(Beginning of Data for review)

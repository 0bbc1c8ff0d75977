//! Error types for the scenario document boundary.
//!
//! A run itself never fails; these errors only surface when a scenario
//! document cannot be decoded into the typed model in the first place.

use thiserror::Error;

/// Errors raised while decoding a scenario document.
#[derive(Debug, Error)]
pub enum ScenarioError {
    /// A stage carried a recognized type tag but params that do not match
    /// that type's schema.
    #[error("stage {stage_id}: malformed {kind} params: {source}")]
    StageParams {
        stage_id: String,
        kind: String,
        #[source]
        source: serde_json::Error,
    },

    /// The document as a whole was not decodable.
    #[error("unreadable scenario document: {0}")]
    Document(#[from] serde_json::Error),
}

(End of Data for review)
(Beginning of Data for review)

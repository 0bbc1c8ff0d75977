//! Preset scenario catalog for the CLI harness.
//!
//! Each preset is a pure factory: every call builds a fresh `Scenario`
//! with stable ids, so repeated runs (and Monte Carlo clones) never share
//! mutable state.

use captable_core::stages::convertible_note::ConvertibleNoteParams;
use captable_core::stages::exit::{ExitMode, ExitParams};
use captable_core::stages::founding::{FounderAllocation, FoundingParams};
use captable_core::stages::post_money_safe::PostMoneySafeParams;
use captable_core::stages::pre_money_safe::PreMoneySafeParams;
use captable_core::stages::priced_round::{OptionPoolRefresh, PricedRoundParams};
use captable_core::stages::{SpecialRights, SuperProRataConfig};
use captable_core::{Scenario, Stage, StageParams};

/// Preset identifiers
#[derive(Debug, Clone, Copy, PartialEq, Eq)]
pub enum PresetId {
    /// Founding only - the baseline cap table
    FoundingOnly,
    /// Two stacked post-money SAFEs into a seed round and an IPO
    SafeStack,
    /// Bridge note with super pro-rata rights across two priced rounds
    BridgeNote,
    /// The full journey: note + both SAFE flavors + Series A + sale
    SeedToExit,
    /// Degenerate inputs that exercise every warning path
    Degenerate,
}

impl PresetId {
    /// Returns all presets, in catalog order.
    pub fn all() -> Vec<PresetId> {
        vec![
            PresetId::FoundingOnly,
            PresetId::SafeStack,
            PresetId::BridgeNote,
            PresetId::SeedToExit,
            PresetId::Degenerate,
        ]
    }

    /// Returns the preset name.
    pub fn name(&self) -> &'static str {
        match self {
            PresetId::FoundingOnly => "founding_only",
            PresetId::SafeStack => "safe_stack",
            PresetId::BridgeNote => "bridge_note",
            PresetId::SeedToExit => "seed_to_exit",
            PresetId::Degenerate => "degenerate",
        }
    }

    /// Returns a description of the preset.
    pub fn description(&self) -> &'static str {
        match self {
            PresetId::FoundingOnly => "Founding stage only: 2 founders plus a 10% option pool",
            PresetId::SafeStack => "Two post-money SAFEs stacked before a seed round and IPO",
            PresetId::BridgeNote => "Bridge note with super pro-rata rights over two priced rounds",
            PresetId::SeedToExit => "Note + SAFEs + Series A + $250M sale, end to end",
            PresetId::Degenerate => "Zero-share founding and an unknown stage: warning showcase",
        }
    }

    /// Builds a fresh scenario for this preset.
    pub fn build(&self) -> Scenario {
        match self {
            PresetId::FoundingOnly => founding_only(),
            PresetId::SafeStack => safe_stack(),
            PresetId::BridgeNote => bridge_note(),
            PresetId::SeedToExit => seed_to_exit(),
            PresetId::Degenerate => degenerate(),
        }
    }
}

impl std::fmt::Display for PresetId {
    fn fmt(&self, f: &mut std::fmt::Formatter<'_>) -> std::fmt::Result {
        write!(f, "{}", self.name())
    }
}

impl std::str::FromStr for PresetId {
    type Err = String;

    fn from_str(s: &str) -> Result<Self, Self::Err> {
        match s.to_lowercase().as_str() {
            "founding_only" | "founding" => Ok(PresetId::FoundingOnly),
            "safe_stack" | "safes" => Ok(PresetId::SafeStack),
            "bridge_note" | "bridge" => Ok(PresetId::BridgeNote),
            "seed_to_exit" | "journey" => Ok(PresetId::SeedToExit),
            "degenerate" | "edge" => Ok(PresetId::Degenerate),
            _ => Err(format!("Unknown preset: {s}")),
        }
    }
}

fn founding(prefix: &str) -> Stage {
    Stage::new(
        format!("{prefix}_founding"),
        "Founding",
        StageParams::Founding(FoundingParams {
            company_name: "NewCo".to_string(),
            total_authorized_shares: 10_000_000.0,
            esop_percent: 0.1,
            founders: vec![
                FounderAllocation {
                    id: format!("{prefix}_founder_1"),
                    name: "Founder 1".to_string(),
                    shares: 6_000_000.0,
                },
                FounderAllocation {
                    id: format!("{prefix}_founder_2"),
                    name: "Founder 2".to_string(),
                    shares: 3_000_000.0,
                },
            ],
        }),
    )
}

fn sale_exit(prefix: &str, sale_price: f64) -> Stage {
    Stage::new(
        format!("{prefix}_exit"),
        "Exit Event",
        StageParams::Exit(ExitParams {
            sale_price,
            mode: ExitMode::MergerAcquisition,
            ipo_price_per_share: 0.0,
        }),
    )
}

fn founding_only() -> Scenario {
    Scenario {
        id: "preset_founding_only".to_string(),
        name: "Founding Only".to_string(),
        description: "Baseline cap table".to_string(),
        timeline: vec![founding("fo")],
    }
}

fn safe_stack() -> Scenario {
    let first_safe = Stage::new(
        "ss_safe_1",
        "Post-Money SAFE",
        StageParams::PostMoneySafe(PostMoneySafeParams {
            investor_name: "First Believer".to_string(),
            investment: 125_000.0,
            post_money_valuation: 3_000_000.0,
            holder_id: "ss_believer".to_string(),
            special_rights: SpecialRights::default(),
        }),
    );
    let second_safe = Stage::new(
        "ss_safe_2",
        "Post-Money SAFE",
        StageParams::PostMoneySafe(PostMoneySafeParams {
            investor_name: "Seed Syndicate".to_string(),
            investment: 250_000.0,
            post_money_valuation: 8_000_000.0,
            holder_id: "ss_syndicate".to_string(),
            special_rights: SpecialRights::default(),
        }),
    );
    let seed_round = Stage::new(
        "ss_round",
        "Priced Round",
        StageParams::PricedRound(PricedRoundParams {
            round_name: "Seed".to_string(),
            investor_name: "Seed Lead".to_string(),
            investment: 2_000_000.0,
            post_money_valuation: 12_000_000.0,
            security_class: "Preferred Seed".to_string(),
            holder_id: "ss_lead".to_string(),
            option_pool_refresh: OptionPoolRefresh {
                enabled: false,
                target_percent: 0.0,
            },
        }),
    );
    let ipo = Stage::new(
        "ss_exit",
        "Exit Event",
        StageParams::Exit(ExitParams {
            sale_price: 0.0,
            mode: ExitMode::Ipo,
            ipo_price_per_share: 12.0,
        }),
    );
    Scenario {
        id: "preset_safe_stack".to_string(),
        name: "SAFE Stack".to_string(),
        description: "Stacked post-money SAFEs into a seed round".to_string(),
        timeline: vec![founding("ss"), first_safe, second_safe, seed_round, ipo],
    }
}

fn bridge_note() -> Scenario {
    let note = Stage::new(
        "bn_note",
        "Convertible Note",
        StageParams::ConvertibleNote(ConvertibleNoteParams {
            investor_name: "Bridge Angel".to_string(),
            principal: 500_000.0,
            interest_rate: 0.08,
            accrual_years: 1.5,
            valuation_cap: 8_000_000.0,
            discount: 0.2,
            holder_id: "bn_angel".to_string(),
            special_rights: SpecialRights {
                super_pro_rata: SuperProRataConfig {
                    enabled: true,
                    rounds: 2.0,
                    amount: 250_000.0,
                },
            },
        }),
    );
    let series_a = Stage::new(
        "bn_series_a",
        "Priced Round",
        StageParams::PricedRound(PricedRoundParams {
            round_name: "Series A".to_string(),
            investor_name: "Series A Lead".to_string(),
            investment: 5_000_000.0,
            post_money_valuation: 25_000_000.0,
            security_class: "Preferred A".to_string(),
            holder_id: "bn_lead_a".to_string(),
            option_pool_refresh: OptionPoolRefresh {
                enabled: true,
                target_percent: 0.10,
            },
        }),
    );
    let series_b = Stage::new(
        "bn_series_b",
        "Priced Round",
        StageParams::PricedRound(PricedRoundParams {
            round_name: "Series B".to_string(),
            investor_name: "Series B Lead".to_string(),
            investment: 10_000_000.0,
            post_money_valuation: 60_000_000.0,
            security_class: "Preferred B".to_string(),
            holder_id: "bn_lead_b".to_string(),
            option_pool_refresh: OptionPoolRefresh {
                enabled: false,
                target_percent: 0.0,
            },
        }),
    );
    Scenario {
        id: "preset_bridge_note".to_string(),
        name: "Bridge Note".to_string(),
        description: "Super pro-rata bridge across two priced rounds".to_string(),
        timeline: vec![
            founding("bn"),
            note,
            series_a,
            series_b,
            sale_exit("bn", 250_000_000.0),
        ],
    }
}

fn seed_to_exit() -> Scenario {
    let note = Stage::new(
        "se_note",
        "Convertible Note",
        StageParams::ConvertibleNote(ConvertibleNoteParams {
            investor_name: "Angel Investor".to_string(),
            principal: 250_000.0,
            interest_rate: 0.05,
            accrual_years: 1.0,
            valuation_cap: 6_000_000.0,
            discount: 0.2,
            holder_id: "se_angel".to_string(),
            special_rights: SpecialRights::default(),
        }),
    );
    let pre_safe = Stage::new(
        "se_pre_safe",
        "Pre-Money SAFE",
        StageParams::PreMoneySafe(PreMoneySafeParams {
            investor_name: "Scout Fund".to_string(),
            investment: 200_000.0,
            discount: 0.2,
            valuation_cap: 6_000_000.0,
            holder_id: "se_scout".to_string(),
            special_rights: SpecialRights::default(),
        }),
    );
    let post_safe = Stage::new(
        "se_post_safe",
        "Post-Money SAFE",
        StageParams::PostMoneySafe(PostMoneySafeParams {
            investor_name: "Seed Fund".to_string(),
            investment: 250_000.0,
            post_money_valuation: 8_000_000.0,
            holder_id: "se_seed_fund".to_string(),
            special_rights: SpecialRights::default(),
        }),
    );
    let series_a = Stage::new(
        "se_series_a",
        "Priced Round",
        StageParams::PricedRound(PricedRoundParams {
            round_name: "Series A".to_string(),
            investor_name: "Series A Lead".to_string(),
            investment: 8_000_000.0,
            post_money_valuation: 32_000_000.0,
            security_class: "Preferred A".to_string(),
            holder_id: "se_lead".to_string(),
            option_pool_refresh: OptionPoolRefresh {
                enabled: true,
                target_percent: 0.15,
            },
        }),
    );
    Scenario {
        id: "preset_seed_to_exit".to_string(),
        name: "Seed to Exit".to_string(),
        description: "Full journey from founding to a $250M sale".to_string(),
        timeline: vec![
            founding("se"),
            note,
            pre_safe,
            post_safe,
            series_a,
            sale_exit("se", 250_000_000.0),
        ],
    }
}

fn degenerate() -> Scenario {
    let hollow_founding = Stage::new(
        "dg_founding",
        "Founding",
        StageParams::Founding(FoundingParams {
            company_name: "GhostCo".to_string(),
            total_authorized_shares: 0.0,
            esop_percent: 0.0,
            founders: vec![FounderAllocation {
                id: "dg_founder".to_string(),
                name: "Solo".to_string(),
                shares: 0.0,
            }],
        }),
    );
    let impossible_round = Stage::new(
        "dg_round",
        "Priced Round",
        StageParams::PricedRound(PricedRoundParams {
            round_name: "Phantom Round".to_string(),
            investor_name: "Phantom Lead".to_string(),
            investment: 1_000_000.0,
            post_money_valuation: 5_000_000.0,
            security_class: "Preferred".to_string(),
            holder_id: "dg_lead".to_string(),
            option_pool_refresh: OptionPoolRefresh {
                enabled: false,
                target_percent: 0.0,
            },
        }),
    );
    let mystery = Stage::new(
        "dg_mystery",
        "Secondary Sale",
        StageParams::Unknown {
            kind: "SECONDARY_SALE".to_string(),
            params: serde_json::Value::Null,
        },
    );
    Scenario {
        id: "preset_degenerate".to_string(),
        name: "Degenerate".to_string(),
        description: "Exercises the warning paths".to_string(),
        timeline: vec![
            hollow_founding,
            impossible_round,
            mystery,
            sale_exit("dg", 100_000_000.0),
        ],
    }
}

(End of Data for review)

• _About this exercise_
The result should be every line that contains "PreMoneySafeParams", copied from the entries.

• _Exercise output_
use captable_core::stages::pre_money_safe::PreMoneySafeParams;
        StageParams::PreMoneySafe(PreMoneySafeParams {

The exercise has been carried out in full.